Nitric oxide may underlie learned fear in the elevated T-maze

The present study evaluated the role of nitric oxide (NO) in learned and innate fear in rats submitted to the elevated T-maze (ETM). Learned and innate fear were evaluated through the inhibitory avoidance and escape behaviour from the open arms, respectively. Rats treated with the inhibitor of NO synthesis N-omega-nitro-L-Arginine methyl ester (L-NAME; 5, 10, and 50 mg (.) kg(-1)) were able to learn the inhibitory avoidance. However, L-NAME (50 mg (.) kg(-1)), but not its inert isomer N-omega-nitro-D-arginine methyl ester (D-NAME, 50 mg (.) kg(-1)), impaired the inhibitory avoidance 2 with no change in the baseline values, thus suggesting an anxiolytic-like effect without locomotor impairment. All treatments with L-NAME were able to induce increased mean arterial pressure (MAP), measured indirectly through the animal's tail.
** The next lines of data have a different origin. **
//! Credential Pools
//!
//! Parses raw credential input (one secret, or a batch of secrets) and merges
//! it into a channel's stored pool.

use crate::error::ResolverError;
use serde::{Deserialize, Serialize};
use serde_json::{Map, Value};
use std::fmt;
use tracing::{debug, warn};

/// A single opaque secret. Its content is never interpreted or altered.
#[derive(Clone, PartialEq, Eq, Hash)]
pub struct CredentialEntry(String);

impl CredentialEntry {
    pub fn new(value: impl Into<String>) -> Self {
        Self(value.into())
    }

    /// Get the secret value
    pub fn value(&self) -> &str {
        &self.0
    }

    /// Shortened form that is safe to log
    pub fn masked(&self) -> String {
        let chars: Vec<char> = self.0.chars().collect();
        if chars.len() <= 12 {
            return "****".to_string();
        }
        let head: String = chars[..4].iter().collect();
        let tail: String = chars[chars.len() - 4..].iter().collect();
        format!("{}...{}", head, tail)
    }
}

impl fmt::Debug for CredentialEntry {
    fn fmt(&self, f: &mut fmt::Formatter<'_>) -> fmt::Result {
        f.debug_tuple("CredentialEntry").field(&self.masked()).finish()
    }
}

/// Shape of raw credential input
#[derive(Debug, Clone, Copy, Default, Serialize, Deserialize, PartialEq, Eq)]
#[serde(rename_all = "snake_case")]
pub enum KeyInputMode {
    /// The whole input is one secret
    #[default]
    Single,

    /// A JSON array of credential documents, or one secret per line
    Batch,
}

/// How incoming credentials combine with the stored pool
#[derive(Debug, Clone, Copy, Default, Serialize, Deserialize, PartialEq, Eq)]
#[serde(rename_all = "snake_case")]
pub enum UpdateMode {
    /// Add after the existing entries
    #[default]
    Append,

    /// Discard the existing entries
    Replace,
}

/// A batch entry that could not be used
#[derive(Debug, Clone, PartialEq, Eq)]
pub struct RejectedEntry {
    /// Document identity (`client_email`, `project_id`, `id`) or `#<position>`
    pub identifier: String,

    /// Why it was rejected
    pub reason: String,
}

/// Result of parsing raw credential input: the usable entries plus rejections
#[derive(Debug, Clone, Default)]
pub struct ParsedCredentials {
    pub pool: CredentialPool,
    pub rejected: Vec<RejectedEntry>,
}

impl ParsedCredentials {
    /// Partial-parse error listing rejected identifiers, if any entry was rejected
    pub fn error(&self) -> Option<ResolverError> {
        if self.rejected.is_empty() {
            None
        } else {
            Some(ResolverError::PartialParse {
                rejected: self.rejected.iter().map(|r| r.identifier.clone()).collect(),
            })
        }
    }

    fn reject(&mut self, identifier: String, reason: String) {
        warn!(entry = %identifier, reason = %reason, "rejecting credential entry");
        self.rejected.push(RejectedEntry { identifier, reason });
    }
}

/// Ordered pool of credentials for one channel
#[derive(Debug, Clone, Default, PartialEq, Eq)]
pub struct CredentialPool {
    entries: Vec<CredentialEntry>,
}

impl CredentialPool {
    pub fn new(entries: Vec<CredentialEntry>) -> Self {
        Self { entries }
    }

    /// Parse raw credential input
    pub fn parse_raw(raw: &str, mode: KeyInputMode) -> ParsedCredentials {
        match mode {
            KeyInputMode::Single => {
                let trimmed = raw.trim();
                let mut parsed = ParsedCredentials::default();
                if !trimmed.is_empty() {
                    parsed.pool.push(CredentialEntry::new(trimmed));
                }
                parsed
            }
            KeyInputMode::Batch => {
                let trimmed = raw.trim();
                if trimmed.starts_with('[') {
                    Self::parse_documents(trimmed)
                } else if trimmed.starts_with('{') {
                    Self::parse_document_stream(trimmed)
                } else {
                    Self::parse_lines(raw)
                }
            }
        }
    }

    /// JSON array: strings are secrets, objects are credential documents
    fn parse_documents(raw: &str) -> ParsedCredentials {
        let mut parsed = ParsedCredentials::default();

        let items: Vec<Value> = match serde_json::from_str(raw) {
            Ok(items) => items,
            Err(e) => {
                parsed.reject("batch".to_string(), format!("invalid JSON array: {}", e));
                return parsed;
            }
        };

        for (idx, item) in items.into_iter().enumerate() {
            let position = format!("#{}", idx + 1);

            match item {
                Value::String(s) => {
                    let s = s.trim();
                    if s.is_empty() {
                        parsed.reject(position, "empty entry".to_string());
                    } else if s.contains('\n') {
                        parsed.reject(position, "entry spans multiple lines".to_string());
                    } else {
                        parsed.pool.push(CredentialEntry::new(s));
                    }
                }
                Value::Object(doc) => {
                    let identifier = document_identifier(&doc).unwrap_or(position);
                    if doc.is_empty() {
                        parsed.reject(identifier, "empty document".to_string());
                    } else {
                        parsed.pool.push(CredentialEntry::new(Value::Object(doc).to_string()));
                    }
                }
                other => {
                    parsed.reject(position, format!("unsupported entry type: {}", json_kind(&other)));
                }
            }
        }

        parsed
    }

    /// Whitespace-separated JSON objects, pretty-printed or one per line.
    ///
    /// Documents before the first malformed one are kept; the rest of the
    /// input is rejected as a whole.
    fn parse_document_stream(raw: &str) -> ParsedCredentials {
        let mut parsed = ParsedCredentials::default();
        let stream = serde_json::Deserializer::from_str(raw).into_iter::<Map<String, Value>>();

        for (idx, doc) in stream.enumerate() {
            let position = format!("#{}", idx + 1);

            match doc {
                Ok(doc) if doc.is_empty() => {
                    parsed.reject(position, "empty document".to_string());
                }
                Ok(doc) => {
                    parsed.pool.push(CredentialEntry::new(Value::Object(doc).to_string()));
                }
                Err(e) => {
                    parsed.reject(position, format!("invalid JSON document: {}", e));
                    break;
                }
            }
        }

        parsed
    }

    /// One secret per line; lines starting with `{` must be JSON documents
    fn parse_lines(raw: &str) -> ParsedCredentials {
        let mut parsed = ParsedCredentials::default();

        for (idx, line) in raw.lines().enumerate() {
            let line = line.trim();
            if line.is_empty() {
                continue;
            }

            if line.starts_with('{') {
                match serde_json::from_str::<Map<String, Value>>(line) {
                    Ok(doc) if doc.is_empty() => {
                        parsed.reject(format!("#{}", idx + 1), "empty document".to_string());
                        continue;
                    }
                    Ok(_) => {}
                    Err(e) => {
                        parsed.reject(format!("#{}", idx + 1), format!("invalid JSON document: {}", e));
                        continue;
                    }
                }
            }

            parsed.pool.push(CredentialEntry::new(line));
        }

        debug!(
            accepted = parsed.pool.len(),
            rejected = parsed.rejected.len(),
            "parsed credential batch"
        );
        parsed
    }

    /// Combine a stored pool with newly entered credentials.
    ///
    /// Appending nothing leaves the stored pool untouched. Duplicates are kept.
    pub fn merge(existing: CredentialPool, incoming: CredentialPool, mode: UpdateMode) -> CredentialPool {
        match mode {
            UpdateMode::Replace => incoming,
            UpdateMode::Append => {
                let mut merged = existing;
                merged.entries.extend(incoming.entries);
                merged
            }
        }
    }

    /// Read the persisted form: one entry per line, blank lines ignored
    pub fn from_serialized(stored: &str) -> Self {
        Self {
            entries: stored
                .lines()
                .map(str::trim)
                .filter(|l| !l.is_empty())
                .map(CredentialEntry::new)
                .collect(),
        }
    }

    /// Persisted form: entries joined by newlines
    pub fn serialize(&self) -> String {
        self.entries
            .iter()
            .map(CredentialEntry::value)
            .collect::<Vec<_>>()
            .join("\n")
    }

    pub fn push(&mut self, entry: CredentialEntry) {
        self.entries.push(entry);
    }

    pub fn get(&self, idx: usize) -> Option<&CredentialEntry> {
        self.entries.get(idx)
    }

    pub fn iter(&self) -> impl Iterator<Item = &CredentialEntry> {
        self.entries.iter()
    }

    pub fn len(&self) -> usize {
        self.entries.len()
    }

    pub fn is_empty(&self) -> bool {
        self.entries.is_empty()
    }
}

impl FromIterator<CredentialEntry> for CredentialPool {
    fn from_iter<I: IntoIterator<Item = CredentialEntry>>(iter: I) -> Self {
        Self::new(iter.into_iter().collect())
    }
}

fn document_identifier(doc: &Map<String, Value>) -> Option<String> {
    ["client_email", "project_id", "id"]
        .iter()
        .find_map(|field| {
            doc.get(*field)
                .and_then(Value::as_str)
                .filter(|s| !s.is_empty())
        })
        .map(str::to_string)
}

fn json_kind(value: &Value) -> &'static str {
    match value {
        Value::Null => "null",
        Value::Bool(_) => "boolean",
        Value::Number(_) => "number",
        Value::String(_) => "string",
        Value::Array(_) => "array",
        Value::Object(_) => "object",
    }
}
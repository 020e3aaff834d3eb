//! Linear-scan register allocation
//!
//! Walks the trace in IR index order over two fixed physical banks (general
//! purpose and floating point). At each definition it frees registers whose
//! holder's last use precedes the index, assigns a free register, and when
//! the bank is exhausted spills the live vreg with the farthest next use to a
//! numbered spill slot. Spill slots live in the JIT's exit-state scratch
//! area, so the deopt handler can read them with the same indexing the
//! generated code uses.
//!
//! Vregs referenced by a guard's snapshot count as uses at the guard, which
//! keeps them readable at the exit that restores them.

use crate::jit::ir::{Imm, IrType, TraceBuffer, VReg};

/// Spill slots available in the exit-state scratch area.
pub const MAX_SPILL_SLOTS: u16 = 64;

/// Floating-point bank size (both architectures).
pub const NUM_FPR: u8 = 8;

/// Where a vreg lives.
#[derive(Debug, Clone, Copy, PartialEq, Eq)]
pub enum Loc {
    /// General-purpose register, by bank index.
    Gpr(u8),
    /// Floating-point register, by bank index.
    Fpr(u8),
    /// Spill slot in the exit-state scratch area.
    Spill(u16),
}

/// Allocation failure.
#[derive(Debug, Clone, Copy, PartialEq, Eq, thiserror::Error)]
pub enum RegAllocError {
    /// More spill slots were needed than the scratch area holds.
    #[error("spill slots exhausted")]
    TooManySpills,
}

/// A mid-trace eviction: before the instruction at `at`, the value in `loc`
/// must be stored to spill slot `slot`.
#[derive(Debug, Clone, Copy)]
pub struct Eviction {
    /// IR index the eviction precedes.
    pub at: u32,
    /// The register being vacated.
    pub loc: Loc,
    /// Destination spill slot.
    pub slot: u16,
}

#[derive(Debug, Clone, Copy)]
struct VRegAlloc {
    loc: Loc,
    /// IR index from which the vreg lives in its spill slot instead.
    evicted_at: u32,
    spill: u16,
}

/// The computed allocation for one trace.
pub struct Allocation {
    vregs: Vec<VRegAlloc>,
    /// Eviction stores the code generator must materialize, in IR order.
    pub evictions: Vec<Eviction>,
    /// Number of spill slots used.
    pub spill_count: u16,
}

impl Allocation {
    /// Location of `v` as seen by the instruction at IR index `idx`.
    pub fn loc_at(&self, v: VReg, idx: u32) -> Loc {
        let a = &self.vregs[v.0 as usize];
        if idx >= a.evicted_at {
            Loc::Spill(a.spill)
        } else {
            a.loc
        }
    }
}

#[derive(Debug, Clone, Copy)]
struct Active {
    vreg: VReg,
    reg: u8,
}

struct Bank {
    free: Vec<u8>,
    active: Vec<Active>,
}

impl Bank {
    fn new(size: u8) -> Self {
        Bank {
            free: (0..size).rev().collect(),
            active: Vec::with_capacity(size as usize),
        }
    }
}

fn uses_of(buf: &TraceBuffer) -> Vec<Vec<u32>> {
    let mut uses: Vec<Vec<u32>> = vec![Vec::new(); buf.vreg_count()];
    for (idx, instr) in buf.instrs().iter().enumerate() {
        let idx = idx as u32;
        if instr.a.is_some() {
            uses[instr.a.0 as usize].push(idx);
        }
        if instr.b.is_some() {
            uses[instr.b.0 as usize].push(idx);
        }
        if let Imm::Snapshot(s) = instr.imm {
            for &(_, vreg, _) in &buf.snapshots()[s as usize].slots {
                uses[vreg.0 as usize].push(idx);
            }
        }
    }
    uses
}

fn next_use(uses: &[u32], after: u32) -> u32 {
    match uses.binary_search(&(after + 1)) {
        Ok(i) => uses[i],
        Err(i) => uses.get(i).copied().unwrap_or(u32::MAX),
    }
}

fn is_float(ty: IrType) -> bool {
    ty.is_float()
}

/// Allocate registers for a recorded trace with `num_gpr` general registers.
pub fn allocate(buf: &TraceBuffer, num_gpr: u8) -> Result<Allocation, RegAllocError> {
    let uses = uses_of(buf);
    let last_use: Vec<u32> = uses
        .iter()
        .map(|u| u.last().copied().unwrap_or(0))
        .collect();

    let mut vregs = vec![
        VRegAlloc {
            loc: Loc::Spill(0),
            evicted_at: u32::MAX,
            spill: 0,
        };
        buf.vreg_count()
    ];
    let mut gpr = Bank::new(num_gpr);
    let mut fpr = Bank::new(NUM_FPR);
    let mut evictions = Vec::new();
    let mut spill_count: u16 = 0;

    let take_spill = |spill_count: &mut u16| -> Result<u16, RegAllocError> {
        if *spill_count >= MAX_SPILL_SLOTS {
            return Err(RegAllocError::TooManySpills);
        }
        let s = *spill_count;
        *spill_count += 1;
        Ok(s)
    };

    for (idx, instr) in buf.instrs().iter().enumerate() {
        let idx = idx as u32;

        // Free registers whose holder's last use precedes this index.
        for bank in [&mut gpr, &mut fpr] {
            let mut i = 0;
            while i < bank.active.len() {
                let v = bank.active[i].vreg;
                if last_use[v.0 as usize] < idx {
                    bank.free.push(bank.active[i].reg);
                    bank.active.swap_remove(i);
                } else {
                    i += 1;
                }
            }
        }

        let dst = instr.dst;
        if !dst.is_some() {
            continue;
        }
        let ty = buf.vreg_type(dst);
        let float = is_float(ty);
        let bank = if float { &mut fpr } else { &mut gpr };

        if let Some(reg) = bank.free.pop() {
            vregs[dst.0 as usize] = VRegAlloc {
                loc: if float { Loc::Fpr(reg) } else { Loc::Gpr(reg) },
                evicted_at: u32::MAX,
                spill: 0,
            };
            bank.active.push(Active { vreg: dst, reg });
            continue;
        }

        // Bank exhausted: spill the candidate with the farthest next use.
        // Operands of this instruction (including vregs its snapshot needs)
        // are in use right now and cannot be victims.
        let used_now = |v: VReg| uses[v.0 as usize].binary_search(&idx).is_ok();
        let mut victim: Option<(usize, u32)> = None; // (active index, next use)
        for (i, act) in bank.active.iter().enumerate() {
            if used_now(act.vreg) {
                continue;
            }
            let nu = next_use(&uses[act.vreg.0 as usize], idx);
            if victim.map_or(true, |(_, best)| nu > best) {
                victim = Some((i, nu));
            }
        }

        let dst_next = next_use(&uses[dst.0 as usize], idx);

        match victim {
            Some((i, victim_next)) if victim_next > dst_next => {
                let act = bank.active[i];
                let slot = take_spill(&mut spill_count)?;
                let old = &mut vregs[act.vreg.0 as usize];
                evictions.push(Eviction {
                    at: idx,
                    loc: old.loc,
                    slot,
                });
                old.evicted_at = idx;
                old.spill = slot;

                vregs[dst.0 as usize] = VRegAlloc {
                    loc: if float { Loc::Fpr(act.reg) } else { Loc::Gpr(act.reg) },
                    evicted_at: u32::MAX,
                    spill: 0,
                };
                bank.active[i] = Active {
                    vreg: dst,
                    reg: act.reg,
                };
            }
            _ => {
                // The new vreg itself has the farthest next use: born spilled.
                let slot = take_spill(&mut spill_count)?;
                vregs[dst.0 as usize] = VRegAlloc {
                    loc: Loc::Spill(slot),
                    evicted_at: u32::MAX,
                    spill: slot,
                };
            }
        }
    }

    Ok(Allocation {
        vregs,
        evictions,
        spill_count,
    })
}

#[cfg(test)]
mod tests {
    use super::*;
    use crate::jit::ir::{Imm, IrInstr, IrOp, Snapshot, TraceBuffer, VReg};

    fn const_int(buf: &mut TraceBuffer) -> VReg {
        let dst = buf.new_vreg(IrType::Int).unwrap();
        buf.emit(IrInstr {
            op: IrOp::ConstInt,
            ty: IrType::Int,
            dst,
            a: VReg::NONE,
            b: VReg::NONE,
            aux: 0,
            imm: Imm::Int(1),
        })
        .unwrap();
        dst
    }

    fn add(buf: &mut TraceBuffer, a: VReg, b: VReg) -> VReg {
        let dst = buf.new_vreg(IrType::Int).unwrap();
        buf.emit(IrInstr {
            op: IrOp::AddInt,
            ty: IrType::Int,
            dst,
            a,
            b,
            aux: 0,
            imm: Imm::None,
        })
        .unwrap();
        dst
    }

    #[test]
    fn test_simple_allocation_no_spills() {
        let mut buf = TraceBuffer::new();
        let a = const_int(&mut buf);
        let b = const_int(&mut buf);
        let c = add(&mut buf, a, b);

        let alloc = allocate(&buf, 4).unwrap();
        assert_eq!(alloc.spill_count, 0);
        assert!(alloc.evictions.is_empty());
        assert!(matches!(alloc.loc_at(a, 0), Loc::Gpr(_)));
        assert!(matches!(alloc.loc_at(c, 2), Loc::Gpr(_)));
        // Distinct registers while all three overlap.
        let (la, lb) = (alloc.loc_at(a, 2), alloc.loc_at(b, 2));
        assert_ne!(la, lb);
    }

    #[test]
    fn test_register_reuse_after_last_use() {
        let mut buf = TraceBuffer::new();
        let a = const_int(&mut buf); // dies at idx 2
        let b = const_int(&mut buf); // dies at idx 2
        let c = add(&mut buf, a, b); // idx 2
        let d = const_int(&mut buf); // idx 3: a or b's register is free again
        let _e = add(&mut buf, c, d);

        let alloc = allocate(&buf, 2).unwrap();
        assert_eq!(alloc.spill_count, 0, "freed registers must be reused");
    }

    #[test]
    fn test_spill_under_pressure() {
        let mut buf = TraceBuffer::new();
        // Three overlapping live ranges in a two-register bank.
        let a = const_int(&mut buf);
        let b = const_int(&mut buf);
        let c = const_int(&mut buf);
        let ab = add(&mut buf, a, b);
        let _all = add(&mut buf, ab, c);

        let alloc = allocate(&buf, 2).unwrap();
        assert!(alloc.spill_count > 0, "two registers cannot hold three live vregs");
        // Something is readable from a spill slot when it is needed.
        let spilled = [a, b, c]
            .iter()
            .any(|&v| matches!(alloc.loc_at(v, 3), Loc::Spill(_)));
        assert!(spilled);
    }

    #[test]
    fn test_operands_never_evicted_at_their_use() {
        let mut buf = TraceBuffer::new();
        let a = const_int(&mut buf);
        let b = const_int(&mut buf);
        let c = add(&mut buf, a, b); // bank of 2 is full here; dst must not steal a or b
        let _d = add(&mut buf, c, c);

        let alloc = allocate(&buf, 2).unwrap();
        // At the add (idx 2), both operands must still be in registers.
        assert!(matches!(alloc.loc_at(a, 2), Loc::Gpr(_)));
        assert!(matches!(alloc.loc_at(b, 2), Loc::Gpr(_)));
    }

    #[test]
    fn test_snapshot_keeps_vreg_alive() {
        let mut buf = TraceBuffer::new();
        let kept = const_int(&mut buf); // idx 0; only "use" is via the snapshot
        let raw = buf.new_vreg(IrType::Raw).unwrap();
        buf.emit(IrInstr {
            op: IrOp::LoadLocal,
            ty: IrType::Raw,
            dst: raw,
            a: VReg::NONE,
            b: VReg::NONE,
            aux: 0,
            imm: Imm::None,
        })
        .unwrap();
        let g = buf.new_vreg(IrType::Int).unwrap();
        buf.emit_guard(
            IrOp::GuardInt,
            IrType::Int,
            g,
            raw,
            Snapshot { pc: 0, slots: vec![(1, kept, IrType::Int)] },
            false,
        )
        .unwrap();

        let alloc = allocate(&buf, 4).unwrap();
        // `kept` must still be in its register at the guard (idx 2).
        assert!(matches!(alloc.loc_at(kept, 2), Loc::Gpr(_)));
    }

    #[test]
    fn test_double_bank_is_separate() {
        let mut buf = TraceBuffer::new();
        let i = const_int(&mut buf);
        let d = buf.new_vreg(IrType::Double).unwrap();
        buf.emit(IrInstr {
            op: IrOp::IntToDouble,
            ty: IrType::Double,
            dst: d,
            a: i,
            b: VReg::NONE,
            aux: 0,
            imm: Imm::None,
        })
        .unwrap();

        let alloc = allocate(&buf, 1).unwrap();
        assert!(matches!(alloc.loc_at(i, 1), Loc::Gpr(0)));
        assert!(matches!(alloc.loc_at(d, 1), Loc::Fpr(_)));
    }

    #[test]
    fn test_eviction_of_farthest_next_use() {
        let mut buf = TraceBuffer::new();
        // Defined early, used last: the farthest-next-use candidates.
        let c0 = const_int(&mut buf); // idx 0, used at idx 6
        let c1 = const_int(&mut buf); // idx 1, used at idx 5
        let c2 = const_int(&mut buf); // idx 2, used at idx 4
        let c3 = const_int(&mut buf); // idx 3, used at idx 4
        let s = add(&mut buf, c2, c3); // idx 4
        let s2 = add(&mut buf, s, c1); // idx 5
        let _s3 = add(&mut buf, s2, c0); // idx 6

        let alloc = allocate(&buf, 2).unwrap();
        assert!(!alloc.evictions.is_empty(), "pressure must evict someone");
        // Evictions are emitted in IR order for the code generator.
        for w in alloc.evictions.windows(2) {
            assert!(w[0].at <= w[1].at);
        }
        // The farthest user (c0) lost its register first and is read from
        // its spill slot at its use.
        assert!(matches!(alloc.loc_at(c0, 6), Loc::Spill(_)));
        // Before the eviction point it was still in a register.
        assert!(matches!(alloc.loc_at(c0, 1), Loc::Gpr(_)));
    }
}
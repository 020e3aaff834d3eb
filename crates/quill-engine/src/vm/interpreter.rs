//! Bytecode dispatcher
//!
//! A straight dispatch loop over the chunk: an operand stack whose low slots
//! are the current frame's locals, call frames, name-resolved globals, and a
//! capturable print sink. Three JIT hooks are threaded through the loop:
//! `bind_chunk` when a run starts, `record_step` before each opcode while a
//! recording is active, and `on_back_edge` at every taken `Loop` edge, which
//! may hand control to a compiled trace until it completes or deoptimizes.

use quill_core::Value;
use rustc_hash::FxHashMap;

use crate::bytecode::opcode::intrinsic;
use crate::bytecode::{Chunk, Opcode};
use crate::jit::recorder::StepCtx;
use crate::jit::{BackEdgeAction, Executed, JitConfig, JitContext};
use crate::vm::object::{Heap, Obj, ObjBody};
use crate::vm::{VmError, VmResult};

/// Global bindings: names resolve to stable indices into a values array, so
/// compiled traces can address globals by slot.
pub struct Globals {
    names: FxHashMap<Box<str>, u16>,
    /// The values array; traces receive its base pointer.
    pub values: Vec<Value>,
}

impl Globals {
    /// Empty bindings.
    pub fn new() -> Self {
        Globals {
            names: FxHashMap::default(),
            values: Vec::new(),
        }
    }

    /// Slot of a defined global.
    pub fn resolve(&self, name: &str) -> Option<u16> {
        self.names.get(name).copied()
    }

    /// Slot of `name`, defining it (as nil) on first sight.
    pub fn define(&mut self, name: &str) -> u16 {
        if let Some(&slot) = self.names.get(name) {
            return slot;
        }
        let slot = self.values.len() as u16;
        self.names.insert(name.into(), slot);
        self.values.push(Value::nil());
        slot
    }

    /// Value of a defined global.
    pub fn get(&self, name: &str) -> Option<Value> {
        self.resolve(name).map(|s| self.values[s as usize])
    }
}

impl Default for Globals {
    fn default() -> Self {
        Self::new()
    }
}

/// VM tuning knobs.
#[derive(Debug, Clone)]
pub struct VmOptions {
    /// Echo `Print` output to stdout in addition to capturing it.
    pub echo_output: bool,
    /// Operand stack depth limit.
    pub stack_limit: usize,
    /// Call depth limit.
    pub frame_limit: usize,
}

impl Default for VmOptions {
    fn default() -> Self {
        VmOptions {
            echo_output: false,
            stack_limit: 4096,
            frame_limit: 256,
        }
    }
}

struct Frame {
    return_pc: usize,
    base: usize,
}

/// The virtual machine.
pub struct Vm {
    options: VmOptions,
    stack: Vec<Value>,
    frames: Vec<Frame>,
    globals: Globals,
    heap: Heap,
    printed: Vec<String>,
    jit: Option<JitContext>,
}
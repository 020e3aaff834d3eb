//! Profiling: hot-loop detection and bailout accounting
//!
//! The interpreter reports every taken back edge; the detector decides when a
//! loop header is hot enough to record. Bailout counters live on the compiled
//! traces themselves (see `jit::runtime`).

pub mod hotloop;

pub use hotloop::{HotLoopTable, SlotState};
The treatment with L-NAME (5 and 10 mg kg-l) failed to induce anxiolysis but significantly increased the MAP of the animals, which indicates that hypertension per se, did not underlie anxiolysis induced by L-NAME. L-Arginine, the precursor molecule for NO synthesis, facilitated the inhibitory avoidance and counteracted the L-NAME (50 mg (.) kg(-1)) induced anxiolysis. Neither previous treatment was able to change the escape behaviour. The results indicate that NO may underlie learned, but not innate, fear in the ETM. (C) 2001 Elsevier Science Inc.